**PROBLEM TO SOLVE:** This task calls for copying every line of the records that includes the word "winit".

**SUPPLIED DATA:**
..........
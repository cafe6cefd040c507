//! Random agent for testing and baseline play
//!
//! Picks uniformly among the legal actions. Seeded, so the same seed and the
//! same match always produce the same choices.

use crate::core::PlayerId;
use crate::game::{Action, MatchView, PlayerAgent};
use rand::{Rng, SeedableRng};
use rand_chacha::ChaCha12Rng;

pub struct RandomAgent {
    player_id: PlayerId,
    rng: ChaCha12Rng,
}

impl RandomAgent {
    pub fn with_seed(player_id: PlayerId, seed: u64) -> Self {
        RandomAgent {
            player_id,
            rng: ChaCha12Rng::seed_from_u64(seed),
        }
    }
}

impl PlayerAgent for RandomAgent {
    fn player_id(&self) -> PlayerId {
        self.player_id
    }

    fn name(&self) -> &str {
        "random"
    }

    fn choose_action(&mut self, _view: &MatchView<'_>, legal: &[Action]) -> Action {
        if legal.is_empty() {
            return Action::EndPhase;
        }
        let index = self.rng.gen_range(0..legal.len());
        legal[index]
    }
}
..........
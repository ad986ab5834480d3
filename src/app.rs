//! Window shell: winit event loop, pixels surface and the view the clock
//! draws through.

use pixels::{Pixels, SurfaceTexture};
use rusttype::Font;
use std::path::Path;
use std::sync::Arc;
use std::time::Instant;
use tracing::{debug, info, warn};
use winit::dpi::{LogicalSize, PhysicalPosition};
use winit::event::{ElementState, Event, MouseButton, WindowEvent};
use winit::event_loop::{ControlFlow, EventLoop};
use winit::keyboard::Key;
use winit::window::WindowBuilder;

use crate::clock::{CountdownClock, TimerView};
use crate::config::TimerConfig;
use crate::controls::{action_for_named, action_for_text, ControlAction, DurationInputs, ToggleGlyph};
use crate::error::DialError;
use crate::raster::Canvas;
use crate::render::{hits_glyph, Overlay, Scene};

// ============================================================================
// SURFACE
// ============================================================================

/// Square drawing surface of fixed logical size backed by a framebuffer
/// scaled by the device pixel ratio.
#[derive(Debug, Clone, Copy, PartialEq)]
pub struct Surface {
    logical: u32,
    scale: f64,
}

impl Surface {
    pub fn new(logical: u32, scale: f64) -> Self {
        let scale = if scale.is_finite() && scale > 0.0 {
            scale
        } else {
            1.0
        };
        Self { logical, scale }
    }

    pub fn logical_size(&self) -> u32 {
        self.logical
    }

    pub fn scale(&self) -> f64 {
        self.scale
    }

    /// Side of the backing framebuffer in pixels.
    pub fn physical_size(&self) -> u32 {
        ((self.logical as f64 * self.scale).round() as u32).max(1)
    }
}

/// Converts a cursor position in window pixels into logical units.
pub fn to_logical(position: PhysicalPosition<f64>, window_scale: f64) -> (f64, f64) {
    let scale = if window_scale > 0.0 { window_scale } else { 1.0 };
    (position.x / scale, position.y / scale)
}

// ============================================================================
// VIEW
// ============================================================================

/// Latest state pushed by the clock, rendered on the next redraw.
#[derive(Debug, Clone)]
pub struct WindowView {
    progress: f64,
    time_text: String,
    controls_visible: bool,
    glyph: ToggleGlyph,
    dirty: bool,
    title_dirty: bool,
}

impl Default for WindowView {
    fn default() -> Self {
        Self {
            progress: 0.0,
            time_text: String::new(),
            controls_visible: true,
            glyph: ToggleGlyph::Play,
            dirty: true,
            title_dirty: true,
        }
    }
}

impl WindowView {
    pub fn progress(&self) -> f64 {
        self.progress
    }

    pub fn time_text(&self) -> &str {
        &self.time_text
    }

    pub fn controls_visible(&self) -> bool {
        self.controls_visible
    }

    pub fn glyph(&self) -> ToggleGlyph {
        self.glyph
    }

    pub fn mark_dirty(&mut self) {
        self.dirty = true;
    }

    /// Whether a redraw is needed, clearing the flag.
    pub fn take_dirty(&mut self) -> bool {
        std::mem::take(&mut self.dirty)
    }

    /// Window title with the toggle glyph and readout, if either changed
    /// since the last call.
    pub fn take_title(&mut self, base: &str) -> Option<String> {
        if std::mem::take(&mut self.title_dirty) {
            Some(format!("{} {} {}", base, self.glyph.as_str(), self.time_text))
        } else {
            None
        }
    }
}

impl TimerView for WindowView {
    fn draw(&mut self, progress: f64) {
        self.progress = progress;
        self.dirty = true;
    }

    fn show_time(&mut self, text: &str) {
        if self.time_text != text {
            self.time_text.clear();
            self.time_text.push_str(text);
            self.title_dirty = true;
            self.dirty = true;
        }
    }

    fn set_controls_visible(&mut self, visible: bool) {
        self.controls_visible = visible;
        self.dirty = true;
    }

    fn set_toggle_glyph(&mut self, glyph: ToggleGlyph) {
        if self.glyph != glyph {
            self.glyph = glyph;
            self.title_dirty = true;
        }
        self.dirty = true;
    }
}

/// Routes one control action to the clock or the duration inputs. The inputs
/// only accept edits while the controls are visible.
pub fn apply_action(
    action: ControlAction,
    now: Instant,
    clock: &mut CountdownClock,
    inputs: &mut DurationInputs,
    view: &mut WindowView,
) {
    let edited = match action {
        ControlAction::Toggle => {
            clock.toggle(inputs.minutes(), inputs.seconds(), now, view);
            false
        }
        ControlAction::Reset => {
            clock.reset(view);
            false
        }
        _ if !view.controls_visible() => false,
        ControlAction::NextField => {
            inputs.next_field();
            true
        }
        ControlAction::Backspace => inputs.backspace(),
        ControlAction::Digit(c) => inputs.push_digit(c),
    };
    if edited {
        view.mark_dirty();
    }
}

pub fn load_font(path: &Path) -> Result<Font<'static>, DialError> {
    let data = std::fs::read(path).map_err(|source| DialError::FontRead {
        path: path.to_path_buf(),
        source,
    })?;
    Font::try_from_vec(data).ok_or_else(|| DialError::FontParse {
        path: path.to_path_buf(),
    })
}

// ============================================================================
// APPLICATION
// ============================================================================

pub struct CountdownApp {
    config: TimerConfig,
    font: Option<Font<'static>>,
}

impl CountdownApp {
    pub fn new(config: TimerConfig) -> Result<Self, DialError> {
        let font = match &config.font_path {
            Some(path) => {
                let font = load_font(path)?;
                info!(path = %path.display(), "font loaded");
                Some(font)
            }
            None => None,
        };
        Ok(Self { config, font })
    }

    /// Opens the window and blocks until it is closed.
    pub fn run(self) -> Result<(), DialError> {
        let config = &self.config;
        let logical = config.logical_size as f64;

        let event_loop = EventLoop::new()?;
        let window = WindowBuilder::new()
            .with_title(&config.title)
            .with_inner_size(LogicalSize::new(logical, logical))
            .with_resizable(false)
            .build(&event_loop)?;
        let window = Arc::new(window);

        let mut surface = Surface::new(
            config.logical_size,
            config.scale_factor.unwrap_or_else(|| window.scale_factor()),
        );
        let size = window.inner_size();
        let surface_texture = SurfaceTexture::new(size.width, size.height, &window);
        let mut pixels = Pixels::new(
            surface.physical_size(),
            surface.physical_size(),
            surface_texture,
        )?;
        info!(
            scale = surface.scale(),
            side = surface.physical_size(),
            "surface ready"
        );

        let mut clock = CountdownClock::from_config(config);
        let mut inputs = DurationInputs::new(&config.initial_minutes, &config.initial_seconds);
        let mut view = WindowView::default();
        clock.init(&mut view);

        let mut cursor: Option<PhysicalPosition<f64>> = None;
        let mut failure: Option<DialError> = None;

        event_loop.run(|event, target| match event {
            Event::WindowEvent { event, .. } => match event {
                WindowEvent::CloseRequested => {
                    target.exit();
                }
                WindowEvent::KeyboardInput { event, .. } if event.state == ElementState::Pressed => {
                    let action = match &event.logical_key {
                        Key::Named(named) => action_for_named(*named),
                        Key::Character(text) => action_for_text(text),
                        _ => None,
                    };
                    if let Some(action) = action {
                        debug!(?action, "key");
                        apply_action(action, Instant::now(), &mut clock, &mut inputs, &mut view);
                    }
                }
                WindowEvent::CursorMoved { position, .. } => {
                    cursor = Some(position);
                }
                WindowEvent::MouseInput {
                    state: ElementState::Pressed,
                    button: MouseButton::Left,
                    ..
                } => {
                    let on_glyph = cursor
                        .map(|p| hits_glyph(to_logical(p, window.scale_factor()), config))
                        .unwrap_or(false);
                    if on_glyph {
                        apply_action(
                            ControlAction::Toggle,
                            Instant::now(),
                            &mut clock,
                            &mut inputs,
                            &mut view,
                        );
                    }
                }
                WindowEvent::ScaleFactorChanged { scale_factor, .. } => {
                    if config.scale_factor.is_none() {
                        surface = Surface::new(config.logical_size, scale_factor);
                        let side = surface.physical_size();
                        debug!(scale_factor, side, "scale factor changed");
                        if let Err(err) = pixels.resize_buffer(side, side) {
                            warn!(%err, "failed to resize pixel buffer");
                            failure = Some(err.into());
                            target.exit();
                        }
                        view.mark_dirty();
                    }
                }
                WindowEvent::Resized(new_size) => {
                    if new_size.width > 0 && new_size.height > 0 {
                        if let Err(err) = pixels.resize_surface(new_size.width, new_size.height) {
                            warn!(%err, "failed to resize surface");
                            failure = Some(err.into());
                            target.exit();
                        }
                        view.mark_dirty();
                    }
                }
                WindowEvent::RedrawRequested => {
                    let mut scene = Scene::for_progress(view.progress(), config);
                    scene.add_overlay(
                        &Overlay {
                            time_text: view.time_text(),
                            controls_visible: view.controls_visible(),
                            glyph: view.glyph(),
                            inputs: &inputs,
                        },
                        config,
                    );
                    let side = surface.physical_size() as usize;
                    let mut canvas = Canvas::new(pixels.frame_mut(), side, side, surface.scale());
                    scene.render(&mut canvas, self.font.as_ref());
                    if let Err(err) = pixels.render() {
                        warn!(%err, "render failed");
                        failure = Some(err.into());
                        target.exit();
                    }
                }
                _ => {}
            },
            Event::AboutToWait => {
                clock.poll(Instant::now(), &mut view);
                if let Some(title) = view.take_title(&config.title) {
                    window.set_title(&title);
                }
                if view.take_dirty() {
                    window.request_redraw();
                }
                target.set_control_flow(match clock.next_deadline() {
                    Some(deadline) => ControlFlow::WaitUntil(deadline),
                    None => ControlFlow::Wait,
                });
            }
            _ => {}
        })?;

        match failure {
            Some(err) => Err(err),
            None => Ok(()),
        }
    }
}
..........
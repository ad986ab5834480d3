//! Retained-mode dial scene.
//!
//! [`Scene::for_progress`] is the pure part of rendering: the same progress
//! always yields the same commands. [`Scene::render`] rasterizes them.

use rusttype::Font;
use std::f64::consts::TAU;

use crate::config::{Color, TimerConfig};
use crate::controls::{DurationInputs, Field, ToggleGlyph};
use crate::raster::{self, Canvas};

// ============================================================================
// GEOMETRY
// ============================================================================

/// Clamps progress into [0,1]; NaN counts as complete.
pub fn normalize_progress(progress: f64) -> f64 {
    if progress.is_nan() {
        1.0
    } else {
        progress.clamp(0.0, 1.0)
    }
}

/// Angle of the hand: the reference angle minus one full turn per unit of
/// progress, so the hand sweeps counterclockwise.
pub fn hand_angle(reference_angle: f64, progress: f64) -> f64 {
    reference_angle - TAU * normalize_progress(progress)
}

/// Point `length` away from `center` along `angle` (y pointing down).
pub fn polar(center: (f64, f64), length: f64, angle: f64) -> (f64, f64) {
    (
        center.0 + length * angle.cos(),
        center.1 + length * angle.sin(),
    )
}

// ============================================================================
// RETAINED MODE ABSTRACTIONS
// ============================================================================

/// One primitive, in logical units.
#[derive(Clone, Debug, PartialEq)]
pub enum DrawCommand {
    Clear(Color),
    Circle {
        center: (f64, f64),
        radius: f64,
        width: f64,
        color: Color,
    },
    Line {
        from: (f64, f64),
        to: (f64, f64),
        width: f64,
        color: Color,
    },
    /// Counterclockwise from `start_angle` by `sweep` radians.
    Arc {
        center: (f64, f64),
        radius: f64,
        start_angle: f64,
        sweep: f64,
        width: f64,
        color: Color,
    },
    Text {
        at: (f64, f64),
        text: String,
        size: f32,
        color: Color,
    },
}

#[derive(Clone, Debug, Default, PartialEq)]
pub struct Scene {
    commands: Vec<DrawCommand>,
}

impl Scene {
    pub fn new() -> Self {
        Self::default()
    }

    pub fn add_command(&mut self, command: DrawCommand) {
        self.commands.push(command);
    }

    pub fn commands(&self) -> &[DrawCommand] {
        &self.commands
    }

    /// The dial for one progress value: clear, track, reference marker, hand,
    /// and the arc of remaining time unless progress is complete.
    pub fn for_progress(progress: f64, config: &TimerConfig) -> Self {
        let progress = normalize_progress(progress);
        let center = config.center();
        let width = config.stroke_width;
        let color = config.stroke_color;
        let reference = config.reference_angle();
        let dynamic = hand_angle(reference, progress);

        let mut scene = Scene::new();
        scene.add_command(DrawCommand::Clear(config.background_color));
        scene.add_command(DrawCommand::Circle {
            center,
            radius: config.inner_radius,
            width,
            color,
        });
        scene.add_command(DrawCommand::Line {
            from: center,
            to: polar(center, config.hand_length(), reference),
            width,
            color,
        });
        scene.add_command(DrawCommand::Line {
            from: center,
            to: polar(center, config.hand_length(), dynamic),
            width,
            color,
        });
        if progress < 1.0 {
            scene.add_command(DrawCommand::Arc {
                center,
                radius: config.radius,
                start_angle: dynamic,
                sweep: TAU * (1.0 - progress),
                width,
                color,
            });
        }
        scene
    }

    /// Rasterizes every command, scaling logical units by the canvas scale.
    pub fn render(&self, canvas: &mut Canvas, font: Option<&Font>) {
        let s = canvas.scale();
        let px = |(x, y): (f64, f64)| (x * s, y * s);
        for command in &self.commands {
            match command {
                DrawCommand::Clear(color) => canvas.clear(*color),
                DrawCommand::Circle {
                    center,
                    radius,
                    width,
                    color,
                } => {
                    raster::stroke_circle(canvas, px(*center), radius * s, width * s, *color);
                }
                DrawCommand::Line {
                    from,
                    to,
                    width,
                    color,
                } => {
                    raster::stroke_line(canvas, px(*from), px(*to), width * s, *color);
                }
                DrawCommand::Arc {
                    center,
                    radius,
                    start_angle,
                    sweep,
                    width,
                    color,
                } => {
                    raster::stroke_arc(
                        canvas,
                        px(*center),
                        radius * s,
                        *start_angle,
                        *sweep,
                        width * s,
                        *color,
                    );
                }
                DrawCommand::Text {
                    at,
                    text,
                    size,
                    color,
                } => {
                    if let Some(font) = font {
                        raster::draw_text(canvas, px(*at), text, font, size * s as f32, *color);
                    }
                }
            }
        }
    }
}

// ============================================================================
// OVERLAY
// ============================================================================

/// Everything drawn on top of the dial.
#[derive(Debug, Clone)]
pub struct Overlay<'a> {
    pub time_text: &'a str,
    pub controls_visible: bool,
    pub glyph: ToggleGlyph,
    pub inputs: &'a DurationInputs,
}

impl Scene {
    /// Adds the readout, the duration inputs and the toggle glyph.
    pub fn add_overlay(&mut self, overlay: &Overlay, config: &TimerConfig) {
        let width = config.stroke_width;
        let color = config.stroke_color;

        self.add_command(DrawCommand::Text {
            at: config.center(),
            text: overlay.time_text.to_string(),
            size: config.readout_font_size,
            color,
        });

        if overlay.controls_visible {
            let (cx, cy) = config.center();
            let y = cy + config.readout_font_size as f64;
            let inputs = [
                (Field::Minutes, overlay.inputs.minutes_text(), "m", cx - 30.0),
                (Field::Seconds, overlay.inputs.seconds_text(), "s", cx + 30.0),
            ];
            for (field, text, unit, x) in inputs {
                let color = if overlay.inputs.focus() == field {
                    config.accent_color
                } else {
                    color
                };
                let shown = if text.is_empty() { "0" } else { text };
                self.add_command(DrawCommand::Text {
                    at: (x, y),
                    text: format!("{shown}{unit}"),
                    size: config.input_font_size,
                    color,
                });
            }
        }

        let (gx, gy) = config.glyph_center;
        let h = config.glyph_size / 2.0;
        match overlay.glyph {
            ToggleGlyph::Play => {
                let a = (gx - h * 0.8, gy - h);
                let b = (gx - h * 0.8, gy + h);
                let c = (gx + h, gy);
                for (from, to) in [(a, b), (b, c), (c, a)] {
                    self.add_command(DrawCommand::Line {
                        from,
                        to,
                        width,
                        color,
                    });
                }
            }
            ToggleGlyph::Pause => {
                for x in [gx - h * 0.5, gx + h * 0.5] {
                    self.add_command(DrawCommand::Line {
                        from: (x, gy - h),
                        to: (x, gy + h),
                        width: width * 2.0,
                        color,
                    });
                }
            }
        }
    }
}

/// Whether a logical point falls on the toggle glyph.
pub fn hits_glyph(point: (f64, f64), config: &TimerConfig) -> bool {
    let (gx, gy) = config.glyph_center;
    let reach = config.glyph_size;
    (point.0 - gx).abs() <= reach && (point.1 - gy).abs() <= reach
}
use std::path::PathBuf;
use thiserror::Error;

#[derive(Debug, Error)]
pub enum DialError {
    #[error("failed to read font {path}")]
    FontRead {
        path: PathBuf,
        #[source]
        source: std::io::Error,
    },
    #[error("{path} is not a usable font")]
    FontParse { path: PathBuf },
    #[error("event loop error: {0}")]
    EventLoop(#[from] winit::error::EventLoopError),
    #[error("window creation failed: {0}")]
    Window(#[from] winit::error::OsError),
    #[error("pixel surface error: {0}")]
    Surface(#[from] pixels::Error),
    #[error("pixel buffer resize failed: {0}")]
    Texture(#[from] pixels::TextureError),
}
..........
**REPLY TO THE EXERCISE:**
//! Window shell: winit event loop, pixels surface and the view the clock
use winit::dpi::{LogicalSize, PhysicalPosition};
use winit::event::{ElementState, Event, MouseButton, WindowEvent};
use winit::event_loop::{ControlFlow, EventLoop};
use winit::keyboard::Key;
use winit::window::WindowBuilder;
    EventLoop(#[from] winit::error::EventLoopError),
    Window(#[from] winit::error::OsError),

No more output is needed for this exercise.